The IIAC acknowledges that the FINRA model may be too much for Canada’s securities industry to support, and thus proposes a “hybrid” model that would see IIROC outsource the exam process to an outside firm (possibly CSI) and open up the market for providing the education for the exams.
The submission from Smarten Up Institute, a Vancouver-based industry education firm, suggests a fourth alternative, pointing to Australia, which was not discussed in IIROC’s consultation paper, as a possible model for Canada.
In Australia, regulators set minimum proficiency standards for advisors and require firms to ensure their reps meet those standards; the courses offered to meet those standards must be accredited.

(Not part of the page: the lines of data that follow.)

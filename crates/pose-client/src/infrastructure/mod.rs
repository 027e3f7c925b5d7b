//! Infrastructure layer: OS-facing adapters for the client application.

pub mod capture;
pub mod network;
pub mod storage;
pub mod ui_bridge;
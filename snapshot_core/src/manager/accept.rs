use crate::backend::SnapshotBackend;
use crate::error::ErrorSubject;
use crate::error::ErrorVerb;
use crate::error::Result;
use crate::error::SnapshotError;
use crate::error::StorageIOError;
use crate::manager::Manager;
use crate::registry;
use crate::types::IdxTerm;
use crate::types::Meta;

/// State of an in-flight inbound snapshot transfer.
pub struct AcceptCtx<B: SnapshotBackend> {
    num_chunks: u64,
    next: u64,
    idxterm: IdxTerm,
    backend_state: Option<B::AcceptState>,
}

impl<B: SnapshotBackend> Manager<B> {
    /// Start receiving a snapshot from a peer leader. Fails loudly if a write or a
    /// prior accept is already in flight.
    #[tracing::instrument(level = "debug", skip(self, meta), fields(uid = %self.uid()))]
    pub async fn begin_accept(&mut self, crc: u32, meta: Meta, num_chunks: u64) -> Result<()> {
        if self.pending.is_some() {
            return Err(SnapshotError::precondition("begin_accept: a write is already pending"));
        }
        if self.accepting.is_some() {
            return Err(SnapshotError::precondition("begin_accept: an accept is already in progress"));
        }
        if num_chunks == 0 {
            return Err(SnapshotError::precondition("begin_accept: num_chunks must be >= 1"));
        }

        let idxterm = meta.idxterm();
        let dir = self.dir_for(idxterm);

        tokio::fs::create_dir_all(&dir)
            .await
            .map_err(|e| StorageIOError::from_io_error(ErrorSubject::Snapshot(idxterm), ErrorVerb::Create, e))?;

        let backend_state = self.backend.begin_accept(&dir, crc, &meta).await?;

        self.accepting = Some(AcceptCtx {
            num_chunks,
            next: 1,
            idxterm,
            backend_state: Some(backend_state),
        });

        tracing::info!(%idxterm, num_chunks, "snapshot accept started");
        Ok(())
    }

    /// Sequence one inbound chunk. Gaps (`n > next`) are a protocol violation;
    /// duplicates of an already-accepted chunk (`n < next`) are silently ignored.
    #[tracing::instrument(level = "debug", skip(self, data), fields(uid = %self.uid()))]
    pub async fn accept_chunk(&mut self, data: Vec<u8>, n: u64) -> Result<()> {
        let ctx = self
            .accepting
            .as_mut()
            .ok_or_else(|| SnapshotError::precondition("accept_chunk: no accept in progress"))?;

        if n < ctx.next {
            tracing::debug!(n, next = ctx.next, "ignoring duplicate chunk resend");
            return Ok(());
        }
        if n > ctx.next {
            return Err(SnapshotError::OutOfOrderChunk {
                expected: ctx.next,
                got: n,
            });
        }

        let idxterm = ctx.idxterm;
        let backend_state = ctx.backend_state.take().expect("backend_state populated while accepting");

        if n == ctx.num_chunks {
            self.backend.complete_accept(data, backend_state).await?;
            self.retire_current(idxterm).await?;
            registry::registry().publish(&self.uid, idxterm.index);
            self.current = Some(idxterm);
            self.accepting = None;
            tracing::info!(%idxterm, "snapshot accept complete");
        } else {
            let new_state = self.backend.accept_chunk(data, backend_state).await?;
            let ctx = self.accepting.as_mut().expect("accept still in progress");
            ctx.backend_state = Some(new_state);
            ctx.next += 1;
        }

        Ok(())
    }

    /// Discard an in-flight accept, e.g. after the transport declares the peer dead or
    /// after `OutOfOrderChunk` forces the caller to reset the transfer. The partial
    /// directory is left for startup cleanup to reclaim on the next `init`.
    pub fn discard_accept(&mut self) {
        self.accepting = None;
    }
}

Although the authorities in Australia are considering reforming their industry education, Smarten Up’s submission points out that the existing Australian approach provides advisor education at one-third the cost incurred in Canada despite the fact Australia has significantly less scale – the advisory force in Australia is only about two-thirds the size of Canada’s. There’s also much greater competition among education providers in Australia, with more than 100 firms involved with training and education.
This approach also appeals to the IIAC, Alexander says: “If Australia can do it, why can’t Canada?”
At this point, there’s no clear consensus on which model IIROC should follow, but there does appear to be broad support for change. The one voice that hasn’t been heard from is the CSI itself. It didn’t provide a submission to the consultation.
“At this time, we do not feel that it is appropriate to comment on the process,” says Amy Umpleby, assistant director of marketing with the CSI. “[But ] we are confident that the outcome will be in the best interest of the financial services industry and its professionals, and [will] protect the interests of Canadian investors.”
IIROC will “publish a response and next steps once we’ve completed our analysis,” says Paul Riccardi, IIROC’s senior vice president, member regulation.